In einem neuen vom BMBF geförderten Projekt kooperieren die Wissenschaftler mit Forschern des Leibniz-Institutes für Pflanzengenetik und Kulturpflanzenforschung (IPK), um das Problem mit einem gentechnischen Trick zu überwinden. Das Team um Patrick Schweizer hat einen Genschalter entwickelt, mit dem sich RACB gezielt nur in befallenen Zellen ausschalten lässt. „Dies wäre eine neue, sehr elegante Methode den Pilz auszutricksen.“, freut sich Hückelhoven. „Zwar hat sich der Pilz einen Faktor ausgesucht, auf den die Pflanze nicht verzichten kann, doch in der einzelnen Zelle ist er verzichtbar.“
Auf der Suche nach der molekularen Achillesferse
Im Laufe der Evolution haben sich die unterschiedlichen Mehltauarten an die Abwehr ihrer Wirtspflanzen angepasst, wie beispielsweise auch die Unterart Blumeria graminis f. sp. hordei, die ausschließlich die Gerste befällt. Trotzdem lassen sich die neuen Erkenntnisse über RACB und MAGAP1 nach Meinung der Forscher auch auf andere Kulturpflanzen übertragen. „Obwohl die verschiedenen Mehltauarten hochspezialisiert sind, geht man trotzdem davon aus, dass alle Arten auch ein gemeinsames Kernbesteck besitzen, um Pflanzen zu knacken.“, sagt Hückelhoven. Erste genetische Hinweise dafür gibt es bereits aus einer Gerstenmutante, die in den 30er Jahren im äthiopischen Hochland entdeckt wurde und bis heute als mehltauresistente Sommergerste angebaut wird. Ihr fehlt der Anfälligkeitsfaktor MLO, der erst vor einigen Jahren beschrieben wurde. „Es existieren zahlreiche Hinweise, dass das MLO-Gen in Tomaten, Erbsen, Gerste, Hopfen, ja vermutlich in jeder Pflanze, die von Mehltau befallen wird, den Pilz bei seiner Infektion unterstützt.“, sagt Hückelhoven.

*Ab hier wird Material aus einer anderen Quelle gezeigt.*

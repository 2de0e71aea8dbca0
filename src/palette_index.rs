use crate::color::{distance_squared, Color};
use crate::error::PaletteError;
use crate::palette::Palette;
use image::{imageops::ColorMap, Rgb};

/// Palettes up to this size are searched linearly.
const LINEAR_SCAN_LIMIT: usize = 32;

/// Search key: distance first, then palette position for the leftmost tie-break.
type Key = (u32, usize);

#[derive(Debug)]
struct Node {
    color: Color,
    position: usize,
    axis: usize,
    left: Option<u32>,
    right: Option<u32>,
}

#[derive(Debug, Default)]
struct Pool {
    nodes: Vec<Node>,
}

impl Pool {
    fn create(&mut self, color: Color, position: usize, axis: usize) -> u32 {
        let id = self.nodes.len();
        self.nodes.push(Node {
            color,
            position,
            axis,
            left: None,
            right: None,
        });
        id as u32
    }

    #[inline(always)]
    fn get(&self, id: u32) -> &Node {
        &self.nodes[id as usize]
    }

    fn get_mut(&mut self, id: u32) -> &mut Node {
        &mut self.nodes[id as usize]
    }
}

fn widest_axis(entries: &[(Color, usize)]) -> usize {
    (0..3)
        .map(|axis| {
            let values = entries.iter().map(|(c, _)| c.channel(axis));
            let min = values.clone().min().unwrap_or(u8::MIN);
            let max = values.max().unwrap_or(u8::MAX);
            (max - min, axis)
        })
        // widest spread, lowest axis on equal spread
        .max_by(|a, b| a.0.cmp(&b.0).then(b.1.cmp(&a.1)))
        .map_or(0, |(_, axis)| axis)
}

/// Balanced k-d tree over palette colors, split at the median of the widest
/// axis.
#[derive(Debug)]
struct KdTree {
    pool: Pool,
    root: u32,
}

impl KdTree {
    fn build(colors: &[Color]) -> Self {
        let mut entries: Vec<(Color, usize)> =
            colors.iter().copied().enumerate().map(|(i, c)| (c, i)).collect();
        let mut pool = Pool::default();
        let root = Self::build_node(&mut pool, &mut entries).unwrap_or_default();
        Self { pool, root }
    }

    fn build_node(pool: &mut Pool, entries: &mut [(Color, usize)]) -> Option<u32> {
        if entries.is_empty() {
            return None;
        }
        let axis = widest_axis(entries);
        entries.sort_unstable_by_key(|&(c, i)| (c.channel(axis), i));
        let mid = entries.len() / 2;
        let (color, position) = entries[mid];
        let node_id = pool.create(color, position, axis);
        let (left, rest) = entries.split_at_mut(mid);
        let left = Self::build_node(pool, left);
        let right = Self::build_node(pool, &mut rest[1..]);
        let node = pool.get_mut(node_id);
        node.left = left;
        node.right = right;
        Some(node_id)
    }

    fn nearest(&self, color: Color) -> usize {
        let mut best: Key = (u32::MAX, usize::MAX);
        self.search(self.root, color, &mut best);
        best.1
    }

    fn search(&self, node_id: u32, color: Color, best: &mut Key) {
        let node = self.pool.get(node_id);
        let key = (distance_squared(node.color, color), node.position);
        if key < *best {
            *best = key;
        }
        let diff = color.channel(node.axis) as i32 - node.color.channel(node.axis) as i32;
        let (near, far) = if diff < 0 {
            (node.left, node.right)
        } else {
            (node.right, node.left)
        };
        if let Some(near_id) = near {
            self.search(near_id, color, best);
        }
        // An equidistant color behind the plane may still have a lower position,
        // so only a strictly farther plane is pruned.
        if let Some(far_id) = far {
            if (diff * diff) as u32 <= best.0 {
                self.search(far_id, color, best);
            }
        }
    }
}

#[derive(Debug)]
enum Strategy {
    Linear,
    Tree(KdTree),
}

/// Nearest-color lookup over a fixed palette.
///
/// Answers the palette color closest to a query in Euclidean RGB distance.
/// Equidistant candidates resolve to the one that comes first in the
/// palette, whichever search strategy is in use.
#[derive(Debug)]
pub struct PaletteIndex {
    colors: Vec<Color>,
    strategy: Strategy,
}

impl PaletteIndex {
    /// Picks a linear scan for small palettes and a k-d tree otherwise.
    pub fn build(palette: &Palette) -> Self {
        if palette.len() <= LINEAR_SCAN_LIMIT {
            Self::linear(palette)
        } else {
            Self::tree(palette)
        }
    }

    pub fn from_colors(colors: &[Color]) -> Result<Self, PaletteError> {
        Ok(Self::build(&Palette::new(colors.to_vec())?))
    }

    pub fn linear(palette: &Palette) -> Self {
        Self {
            colors: palette.colors().to_vec(),
            strategy: Strategy::Linear,
        }
    }

    pub fn tree(palette: &Palette) -> Self {
        Self {
            colors: palette.colors().to_vec(),
            strategy: Strategy::Tree(KdTree::build(palette.colors())),
        }
    }

    #[inline(always)]
    pub fn colors(&self) -> &[Color] {
        &self.colors
    }

    /// Position of the nearest palette color.
    pub fn nearest_index(&self, color: Color) -> usize {
        match &self.strategy {
            Strategy::Linear => self
                .colors
                .iter()
                .enumerate()
                .min_by_key(|(_, &c)| distance_squared(c, color))
                .map_or(0, |(i, _)| i),
            Strategy::Tree(tree) => tree.nearest(color),
        }
    }

    #[inline(always)]
    pub fn nearest(&self, color: Color) -> Color {
        self.colors[self.nearest_index(color)]
    }
}

impl ColorMap for PaletteIndex {
    type Color = Rgb<u8>;

    #[inline(always)]
    fn index_of(&self, color: &Self::Color) -> usize {
        self.nearest_index((*color).into())
    }

    fn lookup(&self, index: usize) -> Option<Self::Color> {
        self.colors.get(index).copied().map(Rgb::from)
    }

    fn has_lookup(&self) -> bool {
        true
    }

    #[inline(always)]
    fn map_color(&self, color: &mut Self::Color) {
        *color = self.nearest((*color).into()).into()
    }
}
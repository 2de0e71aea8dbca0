//! Convert images and animated GIFs into MakeCode Arcade images.
//!
//! Every pixel is replaced by the closest palette color in RGB space and the
//! result is written as `img` literals whose tokens are palette positions.
//!
//! ```
//! use arcade_img::{quantize, serialize_image, Palette, SourceImage};
//! use image::{Rgb, RgbImage};
//!
//! let mut img = RgbImage::new(2, 1);
//! img.put_pixel(0, 0, Rgb([255, 255, 255]));
//! let palette = Palette::arcade();
//! let quantized = quantize(&SourceImage::Rgb(img), &palette).unwrap();
//! assert_eq!(serialize_image(&quantized, &palette).unwrap(), "img`\n10\n`");
//! ```

pub mod color;
pub mod converter;
pub mod decode;
pub mod error;
pub mod palette;
pub mod palette_index;
pub mod quantizer;
pub mod raster;
pub mod resolver;
pub mod serializer;

pub use color::{distance, Color};
pub use converter::{ConvertOptions, Converter};
pub use error::{Error, PaletteError, Result};
pub use palette::{Palette, ARCADE_PALETTE};
pub use palette_index::PaletteIndex;
pub use quantizer::{quantize, QuantizedImage, Quantize};
pub use raster::{IndexedImage, SourceAnimation, SourceColorTable, SourceImage, TargetSize};
pub use resolver::PixelResolver;
pub use serializer::{serialize_animation, serialize_image};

Im vergangenen Dezember wurden bereits die Genome einiger Mehltauerreger entschlüsselt. Möglicherweise werden bald weitere molekulare Achillesfersen entdeckt, die Mehltaupilze gemeinsam haben.
Quelle:
C. Hoefle et al. (2011). A Barley ROP GTPase ACTIVATING PROTEIN Associates with Microtubules and Regulates Entry of the Barley Powdery Mildew Fungus into Leaf Epidermal Cells. The Plant Cell (Epub ahead of print): doi:10.1038/nature10182.